-- To do --
Lines below containing the word "disable" should be copied out.

[Saved data entries]

use std::time::Duration;

/// Configuration for the long-lived browser session
#[derive(Debug, Clone)]
pub struct BrowserConfig {
    /// Run browser in headless mode
    pub headless: bool,

    /// Browser window size
    pub window_size: (u32, u32),

    /// Custom user agent
    pub user_agent: Option<String>,

    /// Additional Chrome flags
    pub chrome_flags: Vec<String>,

    /// Maximum time for launching the browser and opening its page
    pub launch_timeout: Duration,

    /// Maximum time a caller waits for another caller's start-up to finish
    pub startup_wait_timeout: Duration,

    /// Maximum time teardown may take before the session is abandoned
    pub close_timeout: Duration,

    /// How long the browser may sit without DevTools traffic before the
    /// connection is dropped. The session lives for the whole process, so
    /// this is much longer than a typical scrape.
    pub idle_timeout: Duration,
}

impl Default for BrowserConfig {
    fn default() -> Self {
        Self {
            headless: true,
            window_size: (1920, 1080),
            user_agent: Some(
                "Mozilla/5.0 (Windows NT 10.0; Win64; x64) AppleWebKit/537.36 (KHTML, like Gecko) Chrome/121.0.0.0 Safari/537.36"
                    .to_string(),
            ),
            chrome_flags: vec![
                "--disable-setuid-sandbox".to_string(),
                "--disable-dev-shm-usage".to_string(),
            ],
            launch_timeout: Duration::from_secs(30),
            startup_wait_timeout: Duration::from_secs(60),
            close_timeout: Duration::from_secs(10),
            idle_timeout: Duration::from_secs(24 * 60 * 60),
        }
    }
}

impl BrowserConfig {
    /// Create a configuration for debugging (non-headless, visible browser)
    pub fn debug_mode() -> Self {
        Self {
            headless: false,
            ..Self::default()
        }
    }
}

#[cfg(test)]
mod tests {
    use super::*;

    #[test]
    fn test_default_config() {
        let config = BrowserConfig::default();
        assert!(config.headless);
        assert_eq!(config.window_size, (1920, 1080));
        assert!(config.user_agent.is_some());
        assert!(config.startup_wait_timeout > config.launch_timeout);
    }

    #[test]
    fn test_debug_mode() {
        let config = BrowserConfig::debug_mode();
        assert!(!config.headless);
        assert_eq!(config.close_timeout, BrowserConfig::default().close_timeout);
    }
}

-- Output of the task --
                "--disable-setuid-sandbox".to_string(),
                "--disable-dev-shm-usage".to_string(),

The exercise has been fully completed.